[Saved entries]
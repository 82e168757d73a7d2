use core::fmt::{Debug, Display};

use crate::config::{DispatchLogger, FailurePolicy, HarnessConfig};
use crate::{DiagnosticContext, HarnessError};

/// A failed check, tagged with the combination it happened on.
#[derive(new, Debug, Clone, PartialEq)]
pub struct Failure {
    context: DiagnosticContext,
    #[new(into)]
    message: String,
}

impl Failure {
    /// The combination that failed.
    pub fn context(&self) -> &DiagnosticContext {
        &self.context
    }

    /// What went wrong.
    pub fn message(&self) -> &str {
        &self.message
    }
}

impl Display for Failure {
    fn fmt(&self, f: &mut core::fmt::Formatter<'_>) -> core::fmt::Result {
        write!(f, "[{}] {}", self.context, self.message)
    }
}

/// A combination an action chose not to run, e.g. because the device lacks a capability.
#[derive(new, Debug, Clone, PartialEq)]
pub struct Skip {
    context: DiagnosticContext,
    #[new(into)]
    reason: String,
}

impl Skip {
    /// The combination that was skipped.
    pub fn context(&self) -> &DiagnosticContext {
        &self.context
    }

    /// Why it was skipped.
    pub fn reason(&self) -> &str {
        &self.reason
    }
}

/// Where actions report failed checks.
///
/// A sink decides whether a failure stops the sweep: [Recorder] keeps going, [AbortOnFailure]
/// returns an error the action propagates with `?`.
pub trait AssertionSink {
    /// Report a failure. An error means the sweep must stop.
    fn report(&self, failure: Failure) -> Result<(), HarnessError>;

    /// Note that a combination isn't run. Skips are never failures.
    fn skip(&self, context: &DiagnosticContext, reason: &str);

    /// Report `message` when `condition` doesn't hold.
    fn check(
        &self,
        condition: bool,
        context: &DiagnosticContext,
        message: &str,
    ) -> Result<(), HarnessError> {
        if condition {
            Ok(())
        } else {
            self.report(Failure::new(context.clone(), message))
        }
    }

    /// Report a mismatch when `actual != expected`.
    fn check_eq<T: PartialEq + Debug>(
        &self,
        actual: T,
        expected: T,
        context: &DiagnosticContext,
    ) -> Result<(), HarnessError>
    where
        Self: Sized,
    {
        if actual == expected {
            Ok(())
        } else {
            self.report(Failure::new(
                context.clone(),
                format!("Expected {expected:?}, got {actual:?}"),
            ))
        }
    }
}

#[derive(Default, Debug)]
struct RecorderState {
    failures: Vec<Failure>,
    skipped: Vec<Skip>,
}

/// Record-and-continue sink: failures are kept and the sweep goes on.
#[derive(Debug, Default)]
pub struct Recorder {
    state: spin::Mutex<RecorderState>,
}

impl Recorder {
    /// Create an empty recorder. Failures are also written to the shared dispatch logger.
    pub fn new() -> Self {
        Self::default()
    }

    /// Failures recorded so far, in report order.
    pub fn failures(&self) -> Vec<Failure> {
        self.state.lock().failures.clone()
    }

    /// Skips recorded so far, in report order.
    pub fn skipped(&self) -> Vec<Skip> {
        self.state.lock().skipped.clone()
    }

    /// Whether any failure was recorded.
    pub fn has_failures(&self) -> bool {
        !self.state.lock().failures.is_empty()
    }

    /// Counts of recorded failures and skips.
    pub fn summary(&self) -> Summary {
        let state = self.state.lock();
        Summary {
            failed: state.failures.len(),
            skipped: state.skipped.len(),
        }
    }
}

impl AssertionSink for Recorder {
    fn report(&self, failure: Failure) -> Result<(), HarnessError> {
        log::error!("{failure}");
        DispatchLogger::with_global(|logger| logger.log_failure(&failure));
        self.state.lock().failures.push(failure);

        Ok(())
    }

    fn skip(&self, context: &DiagnosticContext, reason: &str) {
        log::warn!("Skipping [{context}]: {reason}");
        self.state
            .lock()
            .skipped
            .push(Skip::new(context.clone(), reason));
    }
}

/// Abort sink: the first failure is recorded and turned into [HarnessError::Aborted].
#[derive(Debug, Default)]
pub struct AbortOnFailure {
    recorder: Recorder,
}

impl AbortOnFailure {
    /// Create an abort sink. Failures are also written to the shared dispatch logger.
    pub fn new() -> Self {
        Self::default()
    }

    /// The underlying record of failures and skips.
    pub fn recorder(&self) -> &Recorder {
        &self.recorder
    }
}

impl AssertionSink for AbortOnFailure {
    fn report(&self, failure: Failure) -> Result<(), HarnessError> {
        let err = HarnessError::Aborted {
            context: failure.context().composed_name(),
            message: failure.message().to_string(),
        };
        self.recorder.report(failure)?;

        Err(err)
    }

    fn skip(&self, context: &DiagnosticContext, reason: &str) {
        self.recorder.skip(context, reason)
    }
}

/// Sink picked from a [FailurePolicy].
#[derive(Debug)]
pub enum Sink {
    /// Record and continue.
    Continue(Recorder),
    /// Stop on the first failure.
    Abort(AbortOnFailure),
}

impl Sink {
    /// Build the sink matching the policy.
    pub fn from_policy(policy: FailurePolicy) -> Self {
        match policy {
            FailurePolicy::Continue => Sink::Continue(Recorder::new()),
            FailurePolicy::Abort => Sink::Abort(AbortOnFailure::new()),
        }
    }

    /// Build the sink matching the globally configured policy.
    pub fn from_config() -> Self {
        Self::from_policy(HarnessConfig::get().dispatch.policy)
    }

    /// The record of failures and skips, whatever the policy.
    pub fn recorder(&self) -> &Recorder {
        match self {
            Sink::Continue(recorder) => recorder,
            Sink::Abort(sink) => sink.recorder(),
        }
    }
}

impl AssertionSink for Sink {
    fn report(&self, failure: Failure) -> Result<(), HarnessError> {
        match self {
            Sink::Continue(recorder) => recorder.report(failure),
            Sink::Abort(sink) => sink.report(failure),
        }
    }

    fn skip(&self, context: &DiagnosticContext, reason: &str) {
        match self {
            Sink::Continue(recorder) => recorder.skip(context, reason),
            Sink::Abort(sink) => sink.skip(context, reason),
        }
    }
}

/// Failure and skip counts of a sweep.
#[derive(Debug, Clone, Copy, Default, PartialEq, Eq)]
pub struct Summary {
    /// Number of failed checks.
    pub failed: usize,
    /// Number of skipped combinations.
    pub skipped: usize,
}

impl Display for Summary {
    fn fmt(&self, f: &mut core::fmt::Formatter<'_>) -> core::fmt::Result {
        write!(f, "{} failed, {} skipped", self.failed, self.skipped)
    }
}

#[cfg(test)]
mod tests {
    use super::*;

    fn context(names: &[&str]) -> DiagnosticContext {
        DiagnosticContext::new(
            0,
            vec![0; names.len()],
            names.iter().map(|name| name.to_string()).collect(),
        )
    }

    #[test]
    fn recorder_keeps_going() {
        let sink = Recorder::new();
        let ctx = context(&["f32", "4"]);

        assert_eq!(sink.check(false, &ctx, "wrong sum"), Ok(()));
        assert_eq!(sink.check_eq(3, 4, &ctx), Ok(()));
        assert_eq!(sink.check(true, &ctx, "unused"), Ok(()));

        let failures = sink.failures();
        assert_eq!(failures.len(), 2);
        assert_eq!(failures[0].to_string(), "[f32,4] wrong sum");
        assert_eq!(failures[1].message(), "Expected 4, got 3");
    }

    #[test]
    fn abort_sink_returns_an_error() {
        let sink = AbortOnFailure::new();
        let ctx = context(&["i8"]);

        let result = sink.check(false, &ctx, "overflow");

        assert_eq!(
            result,
            Err(HarnessError::Aborted {
                context: "i8".to_string(),
                message: "overflow".to_string(),
            })
        );
        assert_eq!(sink.recorder().failures().len(), 1);
    }

    #[test]
    fn skips_are_not_failures() {
        let sink = Sink::from_policy(FailurePolicy::Abort);
        let ctx = context(&["f64"]);

        sink.skip(&ctx, "device has no fp64 support");

        assert!(!sink.recorder().has_failures());
        assert_eq!(
            sink.recorder().summary(),
            Summary {
                failed: 0,
                skipped: 1
            }
        );
        assert_eq!(sink.recorder().skipped()[0].reason(), "device has no fp64 support");
    }
}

Aim of the task :: In the entries above, find each line that includes the string "AssertionSink" and copy it.

Answer section ::
pub trait AssertionSink {
impl AssertionSink for Recorder {
impl AssertionSink for AbortOnFailure {
impl AssertionSink for Sink {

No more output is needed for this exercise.